# Bluetooth Connection Issue



## ChevyGuy (Dec 13, 2014)

I know there's a reset function in the menu. It didn't look like it rebooted anything, and you'll have to re-pair the device, but it's a thought.


----------



## Mo Cruze (Aug 29, 2014)

Im having issues as well. Not an i phone but htc my touch. Worked great for a coulple months now then just stopped connecting tried to re pair and screen freezes and nothing will work. Not phone not radio not touch screen nothing. Have to turn car off and turn back on and then radio works again. dealer said its my phone. Going to try other phones and see.


----------



## Allynic (Sep 6, 2014)

Nothing like that for me. Everything else works ok. It just the Bluetooth that freezes. I found the factory reset option. Don't want to do that if it happens again. 

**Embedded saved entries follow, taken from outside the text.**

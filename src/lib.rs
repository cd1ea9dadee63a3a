//! Geospatial raster alignment and fusion of wildfire layers.
//!
//! - [`inf`]: colors, color ramps, classification schemes and legends
//! - [`geo`]: grids, rasters, reprojection, rasterization and overlay composition
//! - [`fusion`]: the preprocessing and map layer pipelines

pub use fusion;
pub use geo;
pub use inf;
//! Axis aligned rectangles in world coordinates.

use approx::{AbsDiffEq, RelativeEq};

use crate::Point;

#[cfg_attr(feature = "serde", derive(serde::Serialize, serde::Deserialize))]
#[derive(Debug, Clone, Copy, PartialEq)]
pub struct Rect {
    top_left: Point,
    bottom_right: Point,
}

impl Rect {
    /// Rectangle spanned by two arbitrary corner points
    pub fn from_points(p1: Point, p2: Point) -> Self {
        let top_left = Point::new(p1.x().min(p2.x()), p1.y().max(p2.y()));
        let bottom_right = Point::new(p1.x().max(p2.x()), p1.y().min(p2.y()));

        Rect { top_left, bottom_right }
    }

    pub fn from_nw_se(nw: Point, se: Point) -> Self {
        Rect::from_points(nw, se)
    }

    pub fn from_bounds(min_x: f64, min_y: f64, max_x: f64, max_y: f64) -> Self {
        Rect::from_points(Point::new(min_x, min_y), Point::new(max_x, max_y))
    }

    /// Smallest rectangle containing all the points, `None` for an empty iterator
    pub fn enclosing(points: impl IntoIterator<Item = Point>) -> Option<Self> {
        points.into_iter().fold(None, |rect: Option<Rect>, p| {
            Some(match rect {
                Some(r) => r.expanded_to(p),
                None => Rect::from_points(p, p),
            })
        })
    }

    pub fn expanded_to(&self, p: Point) -> Rect {
        Rect::from_bounds(
            self.min_x().min(p.x()),
            self.min_y().min(p.y()),
            self.max_x().max(p.x()),
            self.max_y().max(p.y()),
        )
    }

    pub fn union(&self, other: &Rect) -> Rect {
        self.expanded_to(other.top_left).expanded_to(other.bottom_right)
    }

    pub fn width(&self) -> f64 {
        self.bottom_right.x() - self.top_left.x()
    }

    pub fn height(&self) -> f64 {
        self.top_left.y() - self.bottom_right.y()
    }

    pub fn is_empty(&self) -> bool {
        self.width() == 0.0 || self.height() == 0.0
    }

    pub fn min_x(&self) -> f64 {
        self.top_left.x()
    }

    pub fn max_x(&self) -> f64 {
        self.bottom_right.x()
    }

    pub fn min_y(&self) -> f64 {
        self.bottom_right.y()
    }

    pub fn max_y(&self) -> f64 {
        self.top_left.y()
    }

    pub fn top_left(&self) -> Point {
        self.top_left
    }

    pub fn top_right(&self) -> Point {
        Point::new(self.bottom_right.x(), self.top_left.y())
    }

    pub fn bottom_left(&self) -> Point {
        Point::new(self.top_left.x(), self.bottom_right.y())
    }

    pub fn bottom_right(&self) -> Point {
        self.bottom_right
    }

    pub fn center(&self) -> Point {
        Point::new((self.min_x() + self.max_x()) / 2.0, (self.min_y() + self.max_y()) / 2.0)
    }

    /// True when the point lies inside or on the border of the rectangle
    pub fn contains(&self, p: Point) -> bool {
        p.x() >= self.min_x() && p.x() <= self.max_x() && p.y() >= self.min_y() && p.y() <= self.max_y()
    }

    /// True when the rectangles share at least one point, touching borders count as intersecting
    pub fn intersects(&self, other: &Rect) -> bool {
        self.min_x() <= other.max_x() && self.max_x() >= other.min_x() && self.min_y() <= other.max_y() && self.max_y() >= other.min_y()
    }

    pub fn intersection(&self, other: &Rect) -> Option<Rect> {
        if !self.intersects(other) {
            return None;
        }

        Some(Rect::from_bounds(
            self.min_x().max(other.min_x()),
            self.min_y().max(other.min_y()),
            self.max_x().min(other.max_x()),
            self.max_y().min(other.max_y()),
        ))
    }
}

impl AbsDiffEq for Rect {
    type Epsilon = f64;

    fn default_epsilon() -> Self::Epsilon {
        f64::default_epsilon()
    }

    fn abs_diff_eq(&self, other: &Self, epsilon: Self::Epsilon) -> bool {
        self.top_left.abs_diff_eq(&other.top_left, epsilon) && self.bottom_right.abs_diff_eq(&other.bottom_right, epsilon)
    }
}

impl RelativeEq for Rect {
    fn default_max_relative() -> Self::Epsilon {
        f64::default_max_relative()
    }

    fn relative_eq(&self, other: &Self, epsilon: Self::Epsilon, max_relative: Self::Epsilon) -> bool {
        self.top_left.relative_eq(&other.top_left, epsilon, max_relative)
            && self.bottom_right.relative_eq(&other.bottom_right, epsilon, max_relative)
    }
}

Sent from AutoGuide.com Free App


----------



## Mo Cruze (Aug 29, 2014)

Yesterday i deleted my phone from car and turned off phone and re paired and it worked. Weird pretty sure ia lredy did that. Maybe i forgot to delete. But its working again. Well see for how long.


----------



## fsainte001 (Nov 2, 2014)

I have the same problem with 2014 Cruze Diesel. I have to do the same thing: turn off the car, open driver side door, turn off the radio for 2 to 3 minutes. The next time I turn radio on Bluetooth works fine. It happens, on the average, once every tow weeks or so.


----------



## Mo Cruze (Aug 29, 2014)

Fsaint try deleteing your phone from the cars bluetooth list and then re pairing. So far since i didnt that its been working fine


----------